Start of EXCERPTED RECORDS

//! Raw volume container: a JSON header next to a little-endian `f32` payload.
//!
//! ```json
//! { "size": [64, 64, 40], "spacing": [1.0, 1.0, 2.5], "origin": [0, 0, 0],
//!   "direction": [[1, 0, 0], [0, 1, 0], [0, 0, 1]], "data_file": "t1.raw" }
//! ```
//!
//! `direction` is row-major; `data_file` is relative to the header.

use std::path::{Path, PathBuf};

use glam::{DMat3, DVec3};
use serde::{Deserialize, Serialize};
use voxprep_core::{Geometry, ImageError, Volume};

#[derive(Debug, thiserror::Error)]
pub enum VolumeIoError {
    #[error("I/O error on {}: {source}", path.display())]
    Io {
        path: PathBuf,
        #[source]
        source: std::io::Error,
    },
    #[error("malformed header {}: {source}", path.display())]
    Header {
        path: PathBuf,
        #[source]
        source: serde_json::Error,
    },
    #[error("payload {} has {actual} bytes, expected {expected}", path.display())]
    PayloadSize {
        path: PathBuf,
        expected: usize,
        actual: usize,
    },
    #[error(transparent)]
    Image(#[from] ImageError),
}

#[derive(Debug, Clone, PartialEq, Serialize, Deserialize)]
pub struct VolumeHeader {
    pub size: [usize; 3],
    #[serde(default = "unit_spacing")]
    pub spacing: [f64; 3],
    #[serde(default)]
    pub origin: [f64; 3],
    #[serde(default = "identity_rows")]
    pub direction: [[f64; 3]; 3],
    pub data_file: PathBuf,
}

fn unit_spacing() -> [f64; 3] {
    [1.0; 3]
}

fn identity_rows() -> [[f64; 3]; 3] {
    DMat3::IDENTITY.transpose().to_cols_array_2d()
}

impl VolumeHeader {
    pub fn geometry(&self) -> Geometry {
        Geometry::new(self.size)
            .with_spacing(DVec3::from_array(self.spacing))
            .with_origin(DVec3::from_array(self.origin))
            .with_direction(DMat3::from_cols_array_2d(&self.direction).transpose())
    }

    fn from_geometry(geometry: &Geometry, data_file: PathBuf) -> Self {
        Self {
            size: geometry.size,
            spacing: geometry.spacing.to_array(),
            origin: geometry.origin.to_array(),
            direction: geometry.direction.transpose().to_cols_array_2d(),
            data_file,
        }
    }
}

fn io_error(path: &Path) -> impl FnOnce(std::io::Error) -> VolumeIoError + '_ {
    move |source| VolumeIoError::Io {
        path: path.to_path_buf(),
        source,
    }
}

/// Read a volume from its header path.
pub fn read_volume(header_path: &Path) -> Result<Volume, VolumeIoError> {
    let text = std::fs::read_to_string(header_path).map_err(io_error(header_path))?;
    let header: VolumeHeader = serde_json::from_str(&text).map_err(|source| VolumeIoError::Header {
        path: header_path.to_path_buf(),
        source,
    })?;
    let geometry = header.geometry();
    geometry.validate()?;

    let data_path = header_path
        .parent()
        .unwrap_or(Path::new(""))
        .join(&header.data_file);
    let bytes = std::fs::read(&data_path).map_err(io_error(&data_path))?;
    let expected = geometry.voxel_count() * size_of::<f32>();
    if bytes.len() != expected {
        return Err(VolumeIoError::PayloadSize {
            path: data_path,
            expected,
            actual: bytes.len(),
        });
    }

    let mut samples: Vec<f32> = bytemuck::pod_collect_to_vec(&bytes);
    if cfg!(target_endian = "big") {
        for v in &mut samples {
            *v = f32::from_bits(u32::from_le(v.to_bits()));
        }
    }
    tracing::debug!("read {} ({:?})", header_path.display(), geometry.size);
    Ok(Volume::new(geometry, samples)?)
}

/// Write `volume` as `<header_path>` plus a sibling `.raw` payload.
pub fn write_volume(volume: &Volume, header_path: &Path) -> Result<(), VolumeIoError> {
    let data_path = header_path.with_extension("raw");
    let data_file = data_path
        .file_name()
        .map(PathBuf::from)
        .unwrap_or_else(|| PathBuf::from("volume.raw"));

    if let Some(parent) = header_path.parent().filter(|p| !p.as_os_str().is_empty()) {
        std::fs::create_dir_all(parent).map_err(io_error(parent))?;
    }

    let payload: Vec<u8> = if cfg!(target_endian = "little") {
        bytemuck::cast_slice(volume.samples()).to_vec()
    } else {
        volume.samples().iter().flat_map(|v| v.to_le_bytes()).collect()
    };
    std::fs::write(&data_path, payload).map_err(io_error(&data_path))?;

    let header = VolumeHeader::from_geometry(volume.geometry(), data_file);
    let json = serde_json::to_string_pretty(&header).map_err(|source| VolumeIoError::Header {
        path: header_path.to_path_buf(),
        source,
    })?;
    std::fs::write(header_path, json).map_err(io_error(header_path))?;
    tracing::debug!("wrote {} ({:?})", header_path.display(), volume.size());
    Ok(())
}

End of EXCERPTED RECORDS

Copy out the full set of records precisely, leaving nothing out.

//! Raw volume container: a JSON header next to a little-endian `f32` payload.
//!
//! ```json
//! { "size": [64, 64, 40], "spacing": [1.0, 1.0, 2.5], "origin": [0, 0, 0],
//!   "direction": [[1, 0, 0], [0, 1, 0], [0, 0, 1]], "data_file": "t1.raw" }
//! ```
//!
//! `direction` is row-major; `data_file` is relative to the header.

use std::path::{Path, PathBuf};

use glam::{DMat3, DVec3};
use serde::{Deserialize, Serialize};
use voxprep_core::{Geometry, ImageError, Volume};

#[derive(Debug, thiserror::Error)]
pub enum VolumeIoError {
    #[error("I/O error on {}: {source}", path.display())]
    Io {
        path: PathBuf,
        #[source]
        source: std::io::Error,
    },
    #[error("malformed header {}: {source}", path.display())]
    Header {
        path: PathBuf,
        #[source]
        source: serde_json::Error,
    },
    #[error("payload {} has {actual} bytes, expected {expected}", path.display())]
    PayloadSize {
        path: PathBuf,
        expected: usize,
        actual: usize,
    },
    #[error(transparent)]
    Image(#[from] ImageError),
}

#[derive(Debug, Clone, PartialEq, Serialize, Deserialize)]
pub struct VolumeHeader {
    pub size: [usize; 3],
    #[serde(default = "unit_spacing")]
    pub spacing: [f64; 3],
    #[serde(default)]
    pub origin: [f64; 3],
    #[serde(default = "identity_rows")]
    pub direction: [[f64; 3]; 3],
    pub data_file: PathBuf,
}

fn unit_spacing() -> [f64; 3] {
    [1.0; 3]
}

fn identity_rows() -> [[f64; 3]; 3] {
    DMat3::IDENTITY.transpose().to_cols_array_2d()
}

impl VolumeHeader {
    pub fn geometry(&self) -> Geometry {
        Geometry::new(self.size)
            .with_spacing(DVec3::from_array(self.spacing))
            .with_origin(DVec3::from_array(self.origin))
            .with_direction(DMat3::from_cols_array_2d(&self.direction).transpose())
    }

    fn from_geometry(geometry: &Geometry, data_file: PathBuf) -> Self {
        Self {
            size: geometry.size,
            spacing: geometry.spacing.to_array(),
            origin: geometry.origin.to_array(),
            direction: geometry.direction.transpose().to_cols_array_2d(),
            data_file,
        }
    }
}

fn io_error(path: &Path) -> impl FnOnce(std::io::Error) -> VolumeIoError + '_ {
    move |source| VolumeIoError::Io {
        path: path.to_path_buf(),
        source,
    }
}

/// Read a volume from its header path.
pub fn read_volume(header_path: &Path) -> Result<Volume, VolumeIoError> {
    let text = std::fs::read_to_string(header_path).map_err(io_error(header_path))?;
    let header: VolumeHeader = serde_json::from_str(&text).map_err(|source| VolumeIoError::Header {
        path: header_path.to_path_buf(),
        source,
    })?;
    let geometry = header.geometry();
    geometry.validate()?;

    let data_path = header_path
        .parent()
        .unwrap_or(Path::new(""))
        .join(&header.data_file);
    let bytes = std::fs::read(&data_path).map_err(io_error(&data_path))?;
    let expected = geometry.voxel_count() * size_of::<f32>();
    if bytes.len() != expected {
        return Err(VolumeIoError::PayloadSize {
            path: data_path,
            expected,
            actual: bytes.len(),
        });
    }

    let mut samples: Vec<f32> = bytemuck::pod_collect_to_vec(&bytes);
    if cfg!(target_endian = "big") {
        for v in &mut samples {
            *v = f32::from_bits(u32::from_le(v.to_bits()));
        }
    }
    tracing::debug!("read {} ({:?})", header_path.display(), geometry.size);
    Ok(Volume::new(geometry, samples)?)
}

/// Write `volume` as `<header_path>` plus a sibling `.raw` payload.
pub fn write_volume(volume: &Volume, header_path: &Path) -> Result<(), VolumeIoError> {
    let data_path = header_path.with_extension("raw");
    let data_file = data_path
        .file_name()
        .map(PathBuf::from)
        .unwrap_or_else(|| PathBuf::from("volume.raw"));

    if let Some(parent) = header_path.parent().filter(|p| !p.as_os_str().is_empty()) {
        std::fs::create_dir_all(parent).map_err(io_error(parent))?;
    }

    let payload: Vec<u8> = if cfg!(target_endian = "little") {
        bytemuck::cast_slice(volume.samples()).to_vec()
    } else {
        volume.samples().iter().flat_map(|v| v.to_le_bytes()).collect()
    };
    std::fs::write(&data_path, payload).map_err(io_error(&data_path))?;

    let header = VolumeHeader::from_geometry(volume.geometry(), data_file);
    let json = serde_json::to_string_pretty(&header).map_err(|source| VolumeIoError::Header {
        path: header_path.to_path_buf(),
        source,
    })?;
    std::fs::write(header_path, json).map_err(io_error(header_path))?;
    tracing::debug!("wrote {} ({:?})", header_path.display(), volume.size());
    Ok(())
}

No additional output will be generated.